One Earth’s Project Marketplace funds on-the-ground climate solutions that are key to solving the climate crisis through three pillars of collective action — renewable energy, nature conservation, and regenerative agriculture.
Ethiopia is seeing its once rich biological and crop diversity eroded by industrial agriculture practices, including the introduction of hybrid seeds and chemical inputs. The ensuing deforestation and soil fertility degradation, coupled with the rising global costs of agricultural inputs, are also further straining farm productivity and threatening food security. Resolving these crises has been the main driver behind the work of MELCA in Ethiopia.
MELCA is a not-for-profit, non-governmental organization founded by environmental practitioners and lawyers to empower local communities to conserve their biological and cultural diversity. MELCA is also a member of the African Biodiversity Network (ABN), whose vision and objectives they share.

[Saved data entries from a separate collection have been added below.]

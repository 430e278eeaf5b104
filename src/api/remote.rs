//! 远程部署 API
//!
//! 包含 /remote/test, /remote/deploy, /remote/monitor, /remote/deployments/* 端点

use axum::{
    extract::{Path, State},
    http::StatusCode,
    response::{
        sse::{Event, KeepAlive, Sse},
        IntoResponse,
    },
    routing::{get, post},
    Json, Router,
};
use futures::stream::Stream;
use serde::Serialize;
use std::{convert::Infallible, sync::Arc, time::Duration};
use tokio::sync::broadcast;
use tracing::{info, warn};

use crate::domain::remote::RemoteConfig;
use crate::error::{ApiError, ApiResult};
use crate::middleware::RequireApiKey;
use crate::services::remote::DeployLog;
use crate::state::{AppState, DeploymentRecord};

/// 部署已受理
#[derive(Debug, Serialize)]
pub struct DeployAccepted {
    pub deployment_id: String,
    pub status_url: String,
    pub stream_url: String,
}

pub fn router() -> Router<Arc<AppState>> {
    Router::new()
        .route("/remote/test", post(test_remote))
        .route("/remote/deploy", post(deploy_remote))
        .route("/remote/monitor", post(monitor_remote))
        .route("/remote/deployments", get(recent_deployments))
        .route("/remote/deployments/:id", get(get_deployment))
        .route("/remote/deployments/:id/stream", get(stream_deployment))
}

/// POST /remote/test
async fn test_remote(
    _auth: RequireApiKey,
    State(state): State<Arc<AppState>>,
    Json(config): Json<RemoteConfig>,
) -> impl IntoResponse {
    Json(state.orchestrator.test_remote_setup(&config).await)
}

/// POST /remote/deploy
///
/// 后台执行，立即返回 202 和部署 ID；日志通过 SSE 订阅
async fn deploy_remote(
    _auth: RequireApiKey,
    State(state): State<Arc<AppState>>,
    Json(config): Json<RemoteConfig>,
) -> ApiResult<impl IntoResponse> {
    if config.host.trim().is_empty() || config.username.trim().is_empty() {
        return Err(ApiError::bad_request("host and username are required"));
    }

    let record = DeploymentRecord::new(config.target(), config.hardware_type);
    let id = state.deployments.create(record).await;
    let sender = state.log_hub.create(&id).await;
    info!(deployment_id = %id, target = %config.target(), "Remote deployment accepted");

    let task_state = state.clone();
    let task_id = id.clone();
    tokio::spawn(async move {
        let result = task_state
            .orchestrator
            .deploy_remote(&config, DeployLog::new(sender))
            .await;
        task_state.deployments.finish(&task_id, result).await;
        // 发送端随 DeployLog 一起释放，订阅者收到 Closed
        task_state.log_hub.finish(&task_id).await;
    });

    Ok((
        StatusCode::ACCEPTED,
        Json(DeployAccepted {
            status_url: format!("/remote/deployments/{}", id),
            stream_url: format!("/remote/deployments/{}/stream", id),
            deployment_id: id,
        }),
    ))
}

/// POST /remote/monitor
async fn monitor_remote(
    _auth: RequireApiKey,
    State(state): State<Arc<AppState>>,
    Json(config): Json<RemoteConfig>,
) -> impl IntoResponse {
    Json(state.orchestrator.monitor_remote(&config).await)
}

/// GET /remote/deployments
async fn recent_deployments(
    _auth: RequireApiKey,
    State(state): State<Arc<AppState>>,
) -> impl IntoResponse {
    Json(state.deployments.recent(20).await)
}

/// GET /remote/deployments/:id
async fn get_deployment(
    _auth: RequireApiKey,
    State(state): State<Arc<AppState>>,
    Path(id): Path<String>,
) -> ApiResult<impl IntoResponse> {
    state
        .deployments
        .get(&id)
        .await
        .map(Json)
        .ok_or_else(|| ApiError::not_found(format!("Deployment '{}'", id)))
}

/// GET /remote/deployments/:id/stream
///
/// 每行日志一个 `data:` 事件，结束时发送 `complete` 事件（部署记录 JSON）
async fn stream_deployment(
    _auth: RequireApiKey,
    State(state): State<Arc<AppState>>,
    Path(id): Path<String>,
) -> ApiResult<Sse<impl Stream<Item = Result<Event, Infallible>>>> {
    let mut rx = state
        .log_hub
        .subscribe(&id)
        .await
        .ok_or_else(|| ApiError::not_found(format!("Deployment '{}'", id)))?;

    let stream = async_stream::stream! {
        // 订阅之前就已结束的部署直接给结果
        if !state.log_hub.is_finished(&id).await {
            loop {
                match rx.recv().await {
                    Ok(line) => {
                        let json = serde_json::to_string(&line).unwrap_or_default();
                        yield Ok(Event::default().data(json));
                    }
                    Err(broadcast::error::RecvError::Lagged(n)) => {
                        warn!(deployment_id = %id, lagged = n, "Deploy log subscriber lagged");
                        continue;
                    }
                    Err(broadcast::error::RecvError::Closed) => break,
                }
            }
        }

        // finish 在发送端释放之后才写入记录，稍等一下
        let mut record = state.deployments.get(&id).await;
        for _ in 0..20 {
            if record.as_ref().map(|r| r.result.is_some()).unwrap_or(true) {
                break;
            }
            tokio::time::sleep(Duration::from_millis(50)).await;
            record = state.deployments.get(&id).await;
        }
        if let Some(record) = record {
            let json = serde_json::to_string(&record).unwrap_or_default();
            yield Ok(Event::default().event("complete").data(json));
        }
    };

    Ok(Sse::new(stream).keep_alive(
        KeepAlive::new()
            .interval(Duration::from_secs(15))
            .text("keepalive"),
    ))
}

#[cfg(test)]
mod tests {
    use super::*;
    use crate::config::EnvConfig;
    use crate::domain::service::Platform;
    use crate::state::DeploymentStatus;
    use crate::testing::{fake_orchestrator, FakeEngine, FakeHost};

    fn state(host: FakeHost) -> Arc<AppState> {
        let orchestrator = fake_orchestrator(Platform::Linux, Arc::new(FakeEngine::new()), host);
        Arc::new(AppState::new(EnvConfig::default(), Arc::new(orchestrator)))
    }

    async fn wait_finished(state: &AppState, id: &str) -> DeploymentRecord {
        for _ in 0..200 {
            if let Some(record) = state.deployments.get(id).await {
                if record.status != DeploymentStatus::Running {
                    return record;
                }
            }
            tokio::time::sleep(Duration::from_millis(10)).await;
        }
        panic!("deployment {} did not finish", id);
    }

    #[tokio::test]
    async fn test_deploy_runs_in_background() {
        let host = FakeHost::new("s3cr3t-pw").configure(|s| {
            s.docker_installed = true;
            s.docker_group = true;
        });
        let state = state(host);

        let response = deploy_remote(
            RequireApiKey,
            State(state.clone()),
            Json(RemoteConfig::new("10.0.0.5", "ubuntu", "s3cr3t-pw")),
        )
        .await
        .into_response();
        assert_eq!(response.status(), StatusCode::ACCEPTED);

        let ids = state.deployments.recent(1).await;
        let record = wait_finished(&state, &ids[0].id).await;
        assert_eq!(record.status, DeploymentStatus::Succeeded);
        assert!(record.result.unwrap().success);
        assert!(state.log_hub.is_finished(&record.id).await);
    }

    #[tokio::test]
    async fn test_deploy_rejects_empty_host() {
        let state = state(FakeHost::new("x"));
        let response = deploy_remote(
            RequireApiKey,
            State(state),
            Json(RemoteConfig::new(" ", "ubuntu", "x")),
        )
        .await
        .into_response();
        assert_eq!(response.status(), StatusCode::BAD_REQUEST);
    }

    #[tokio::test]
    async fn test_unknown_deployment_not_found() {
        let state = state(FakeHost::new("x"));
        let response = get_deployment(RequireApiKey, State(state.clone()), Path("nope".into()))
            .await
            .into_response();
        assert_eq!(response.status(), StatusCode::NOT_FOUND);

        let stream = stream_deployment(RequireApiKey, State(state), Path("nope".into())).await;
        assert!(stream.is_err());
    }
}
fn docker_command(s: &mut HostState, args: &str) -> ExecOutput {
    let words: Vec<&str> = args.split_whitespace().collect();
    match words.as_slice() {
        ["info", "--format", ..] => ExecOutput::ok(if s.runtime_configured {
            "{\"nvidia\":{\"path\":\"nvidia-container-runtime\"},\"runc\":{\"path\":\"runc\"}}\n"
        } else {
            "{\"runc\":{\"path\":\"runc\"}}\n"
        }),
        ["info"] => ExecOutput::ok("Server Version: 24.0.7\n"),
        ["network", "inspect", _] => {
            if s.network_exists {
                ExecOutput::ok("[{\"Name\":\"clara_network\"}]\n")
            } else {
                ExecOutput::failed(1, "Error response from daemon: network clara_network not found")
            }
        }
        ["network", "create", _] => {
            s.network_exists = true;
            ExecOutput::ok("f1e2d3c4b5a6\n")
        }
        ["rm", "-f", name] => match s.containers.remove(*name) {
            Some(_) => ExecOutput::ok(format!("{}\n", name)),
            None => ExecOutput::failed(1, format!("Error: No such container: {}", name)),
        },
        ["pull", image] => {
            s.images.push(image.to_string());
            let tag = image.rsplit(':').next().unwrap_or("latest");
            ExecOutput::ok(format!(
                "{}: Pulling from clara17verse/claracore\nDigest: sha256:4f5e\nStatus: Downloaded newer image for {}\n",
                tag, image
            ))
        }
        ["run", ..] => {
            let name = words
                .iter()
                .position(|w| *w == "--name")
                .and_then(|i| words.get(i + 1))
                .map(|n| n.to_string())
                .unwrap_or_default();
            let image = words.last().map(|i| i.to_string()).unwrap_or_default();
            if !s.images.contains(&image) {
                return ExecOutput::failed(125, format!("Unable to find image '{}' locally", image));
            }
            if args.contains("--gpus") && !s.runtime_configured {
                return ExecOutput::failed(
                    125,
                    "docker: Error response from daemon: could not select device driver \"\" with capabilities: [[gpu]].",
                );
            }
            let running = !s.crash_on_run;
            s.containers.insert(name, (image, running));
            ExecOutput::ok("9f8e7d6c5b4a\n")
        }
        ["ps", "--filter", filter, ..] => {
            let name = filter
                .trim_start_matches("name=^")
                .trim_end_matches('$');
            match s.containers.get(name) {
                Some((_, true)) => ExecOutput::ok(format!("{}\n", name)),
                _ => ExecOutput::ok(""),
            }
        }
        ["ps", "-a", ..] => {
            let lines: Vec<String> = s
                .containers
                .iter()
                .map(|(name, (image, running))| {
                    if *running {
                        format!("{}|{}|Up 5 minutes|0.0.0.0:5890->5890/tcp", name, image)
                    } else {
                        format!("{}|{}|Exited (1) 3 seconds ago|", name, image)
                    }
                })
                .collect();
            ExecOutput::ok(lines.join("\n"))
        }
        ["logs", "--tail", _, _] => ExecOutput {
            stdout: "loading models from /app/models\n".to_string(),
            stderr: "fatal: model directory not found\n".to_string(),
            exit_code: Some(0),
        },
        ["inspect", name] => match s.containers.get(*name) {
            Some((_, running)) => ExecOutput::ok(format!(
                "[{{\"Name\":\"/{}\",\"State\":{{\"Running\":{},\"ExitCode\":{}}}}}]",
                name,
                running,
                if *running { 0 } else { 1 }
            )),
            None => ExecOutput::failed(1, format!("Error: No such object: {}", name)),
        },
        _ => ExecOutput::failed(1, format!("unknown docker command: {}", args)),
    }
}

MELCA seeks to continue its efforts to tackle the food and biodiversity crises by strengthening the productivity and resilience of local farming and food systems. It will promote agroecological practices at the grassroots level in the Wereilu District of the Amhara Regional State, while also supporting policy advocacy at the national level.
Seeds of empowerment
The new project draws from traditional knowledge to build agroecological awareness and capacity among smallholder farmer families. This approach is central to MELCA’s work.
Through MELCA’s Social Empowerment through Group Nature Interaction (SEGNI) program, local elders have been conveying to younger generations the importance of preserving natural resources and related cultural assets of their communities. SEGNI aims to mobilize rural communities for the preservation of their environment. Youths in three schools have formed SEGNI clubs to get parents and the community involved in the preservation of traditional knowledge and even seeds of local species. The meaning of the acronym segni in Oromiffa, one of the widely spoken languages of Ethiopia, is “seed.”

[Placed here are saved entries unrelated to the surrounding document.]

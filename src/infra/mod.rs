//! 基础设施模块
//!
//! 封装外部依赖（进程、SSH、docker CLI、HTTP 健康检查）

pub mod command;
pub mod docker;
pub mod health;
pub mod port;
pub mod ssh;

pub use command::{CommandExecutor, ExecError, ExecOutput, LocalExecutor};
pub use docker::{ContainerEngine, CreateRequest, DockerCli, EngineError, PullStream};
pub use health::{HealthProbe, HttpHealthProbe};
pub use port::{PortPreemptor, PreemptionPolicy};
pub use ssh::{ConnectError, RemoteConnector, RemoteSession, SshConnector};
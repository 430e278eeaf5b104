//! Clara Agent - AI 服务编排代理
//!
//! Usage:
//! - Normal mode: `clara-agent`
//! - With custom port: `clara-agent --port 19890`

use clara_agent::RuntimeConfig;

/// 解析命令行参数
fn parse_args() -> RuntimeConfig {
    let args: Vec<String> = std::env::args().collect();
    let mut config = RuntimeConfig::default();

    let mut i = 1;
    while i < args.len() {
        match args[i].as_str() {
            "--port" if i + 1 < args.len() => {
                config.port_override = args[i + 1].parse().ok();
                i += 2;
            }
            "--help" | "-h" => {
                print_help();
                std::process::exit(0);
            }
            _ => {
                i += 1;
            }
        }
    }

    config
}

fn print_help() {
    println!("Clara Agent - AI 服务编排代理");
    println!();
    println!("USAGE:");
    println!("    clara-agent [OPTIONS]");
    println!();
    println!("OPTIONS:");
    println!("    --port <PORT>    Override the listening port (default 9890, env PORT)");
    println!("    -h, --help       Print help information");
    println!();
    println!("ENVIRONMENT:");
    println!("    CLARA_AGENT_API_KEY              API key for the x-api-key header");
    println!("    CLARA_FEATURES                   Optional services, comma separated");
    println!("    CLARA_PORT_PREEMPTION            allowlist | any | off");
    println!("    CLARA_GPU_INSTALL_RETRIES        Retries for transient GPU setup failures");
    println!("    RUST_LOG                         Log filter (default info)");
}

#[tokio::main]
async fn main() -> anyhow::Result<()> {
    let config = parse_args();
    clara_agent::init_tracing();
    clara_agent::run_agent(config).await
}
/// 基于 docker CLI 的引擎
#[derive(Debug, Clone)]
pub struct DockerCli {
    binary: String,
    timeout: Duration,
}

impl DockerCli {
    pub fn new(binary: impl Into<String>, timeout: Duration) -> Self {
        Self {
            binary: binary.into(),
            timeout,
        }
    }

    async fn run(&self, op: &str, args: &[String]) -> Result<std::process::Output, EngineError> {
        debug!(op = %op, "docker {}", op);
        let output = Command::new(&self.binary)
            .args(args)
            .stdin(Stdio::null())
            .kill_on_drop(true)
            .output();

        tokio::time::timeout(self.timeout, output)
            .await
            .map_err(|_| EngineError::Timeout {
                op: op.to_string(),
                timeout: self.timeout,
            })?
            .map_err(|e| EngineError::Unreachable(format!("failed to run {}: {}", self.binary, e)))
    }

    async fn run_checked(&self, op: &str, args: &[String]) -> Result<String, EngineError> {
        let output = self.run(op, args).await?;
        if output.status.success() {
            Ok(String::from_utf8_lossy(&output.stdout).to_string())
        } else {
            Err(EngineError::classify(
                op,
                &String::from_utf8_lossy(&output.stderr),
            ))
        }
    }
}

impl Default for DockerCli {
    fn default() -> Self {
        Self::new("docker", Duration::from_secs(60))
    }
}

fn args(list: &[&str]) -> Vec<String> {
    list.iter().map(|s| s.to_string()).collect()
}

fn is_missing_object(stderr: &str) -> bool {
    let lower = stderr.to_lowercase();
    lower.contains("no such object")
        || lower.contains("no such container")
        || lower.contains("no such image")
}

#[async_trait]
impl ContainerEngine for DockerCli {
    async fn ping(&self) -> Result<(), EngineError> {
        let output = self
            .run("info", &args(&["info", "--format", "{{.ServerVersion}}"]))
            .await?;
        if output.status.success() {
            Ok(())
        } else {
            Err(EngineError::Unreachable(
                String::from_utf8_lossy(&output.stderr).trim().to_string(),
            ))
        }
    }

    async fn inspect(&self, name: &str) -> Result<Option<ContainerState>, EngineError> {
        let output = self.run("inspect", &args(&["inspect", name])).await?;
        if !output.status.success() {
            let stderr = String::from_utf8_lossy(&output.stderr);
            if is_missing_object(&stderr) {
                return Ok(None);
            }
            return Err(EngineError::classify("inspect", &stderr));
        }
        parse_inspect(name, &String::from_utf8_lossy(&output.stdout))
    }

    async fn inspect_raw(&self, name: &str) -> Result<String, EngineError> {
        self.run_checked("inspect", &args(&["inspect", name])).await
    }

    async fn image_exists(&self, image: &str) -> Result<bool, EngineError> {
        let output = self
            .run("image inspect", &args(&["image", "inspect", image]))
            .await?;
        if output.status.success() {
            return Ok(true);
        }
        let stderr = String::from_utf8_lossy(&output.stderr);
        if is_missing_object(&stderr) {
            Ok(false)
        } else {
            Err(EngineError::classify("image inspect", &stderr))
        }
    }

    fn pull(&self, image: &str) -> PullStream {
        let (tx, rx) = mpsc::channel(64);
        let cancel = CancellationToken::new();
        let token = cancel.clone();
        let binary = self.binary.clone();
        let image = image.to_string();

        tokio::spawn(async move {
            info!(image = %image, "Pulling image");
            let spawned = Command::new(&binary)
                .args(["pull", &image])
                .stdin(Stdio::null())
                .stdout(Stdio::piped())
                .stderr(Stdio::piped())
                .kill_on_drop(true)
                .spawn();

            let mut child = match spawned {
                Ok(child) => child,
                Err(e) => {
                    let _ = tx
                        .send(PullProgress::error(format!("failed to run {}: {}", binary, e)))
                        .await;
                    return;
                }
            };

            let stderr = child.stderr.take();
            let stderr_task = tokio::spawn(async move {
                let mut collected = String::new();
                if let Some(stderr) = stderr {
                    let mut lines = BufReader::new(stderr).lines();
                    while let Ok(Some(line)) = lines.next_line().await {
                        collected.push_str(&line);
                        collected.push('\n');
                    }
                }
                collected
            });

            if let Some(stdout) = child.stdout.take() {
                let mut lines = BufReader::new(stdout).lines();
                loop {
                    tokio::select! {
                        _ = token.cancelled() => {
                            warn!(image = %image, "Image pull cancelled");
                            let _ = child.kill().await;
                            return;
                        }
                        line = lines.next_line() => match line {
                            Ok(Some(line)) => {
                                if tx.send(PullProgress::progress(line)).await.is_err() {
                                    let _ = child.kill().await;
                                    return;
                                }
                            }
                            _ => break,
                        }
                    }
                }
            }

            let status = tokio::select! {
                _ = token.cancelled() => {
                    let _ = child.kill().await;
                    return;
                }
                status = child.wait() => status,
            };
            let stderr = stderr_task.await.unwrap_or_default();

            let event = match status {
                Ok(s) if s.success() => PullProgress::complete(format!("pulled {}", image)),
                Ok(_) => PullProgress::error(stderr.trim().to_string()),
                Err(e) => PullProgress::error(e.to_string()),
            };
            let _ = tx.send(event).await;
        });

        PullStream::new(rx, cancel)
    }

    async fn create(&self, request: &CreateRequest) -> Result<(), EngineError> {
        info!(command = %request.redacted_command(), "Creating container");
        self.run_checked("create", &request.to_args()).await.map(|_| ())
    }

    async fn start(&self, name: &str) -> Result<(), EngineError> {
        self.run_checked("start", &args(&["start", name])).await.map(|_| ())
    }

    async fn stop(&self, name: &str, grace: Duration) -> Result<(), EngineError> {
        let secs = grace.as_secs().to_string();
        let output = self.run("stop", &args(&["stop", "-t", &secs, name])).await?;
        let stderr = String::from_utf8_lossy(&output.stderr);
        if output.status.success() || is_missing_object(&stderr) {
            Ok(())
        } else {
            Err(EngineError::classify("stop", &stderr))
        }
    }

    async fn remove(&self, name: &str) -> Result<(), EngineError> {
        let output = self.run("rm", &args(&["rm", "-f", name])).await?;
        let stderr = String::from_utf8_lossy(&output.stderr);
        if output.status.success() || is_missing_object(&stderr) {
            Ok(())
        } else {
            Err(EngineError::classify("rm", &stderr))
        }
    }

    async fn logs(&self, name: &str, tail: usize) -> Result<Vec<String>, EngineError> {
        let tail_arg = tail.to_string();
        let output = self
            .run("logs", &args(&["logs", "--tail", &tail_arg, "--timestamps", name]))
            .await?;
        let stderr = String::from_utf8_lossy(&output.stderr).to_string();
        if !output.status.success() {
            return Err(EngineError::classify("logs", &stderr));
        }
        Ok(merge_log_streams(
            &String::from_utf8_lossy(&output.stdout),
            &stderr,
            tail,
        ))
    }
}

Schooled in sustainability
As part of preserving traditional knowledge and culture, the project aims to restore local and locally adapted seed varieties and agrobiodiversity. It also aims to promote traditional agroecological practices such as ecosystem rehabilitation, water conservation, organic soil fertility management, integrated animal and crop husbandry practices, and Indigenous seeds preservation.

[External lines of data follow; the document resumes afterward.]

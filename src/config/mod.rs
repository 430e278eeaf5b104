//! 配置模块
//!
//! 环境变量解析与配置管理

pub mod constants;
pub mod env;

pub use env::EnvConfig;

MELCA will promote these practices in partnership with the community-based Endelibe Local Seed Conservators and Producers Farmers Association it helped establish in 2019. MELCA also hopes to increase the number of members in the association, and thus contribute to sustainable food system transformation, notably through increasing the size of and access to the local seed bank.
Women at the forefront
The project will notably aim at strengthening the active participation of local women in the production and marketing of agroecology-based healthy food products, thereby further enhancing their empowerment.
This aspect of the project will build on an existing women-led economic infrastructure in the Wereilu district. Since 2016, MELCA has supported the establishment of more than 50 women’s self-help groups. These micro or grassroots saving and credit groupings, now comprising around 865 women, have already been engaged in eco- on-farm or off-farm livelihood improvement schemes or income-generating activities, including the production and supply of organic foods to local markets.
From micro to macro
The result of these activities will be the increased dissemination and adoption of agroecological practices, with clearly measurable social, cultural, and economic benefits, as well as long-term environmental gains.
Supported by this body of evidence, MELCA intends to influence Ethiopia’s agriculture, seed, and food policy with the objective of getting agro-ecology based farming practice accepted by the government of Ethiopia.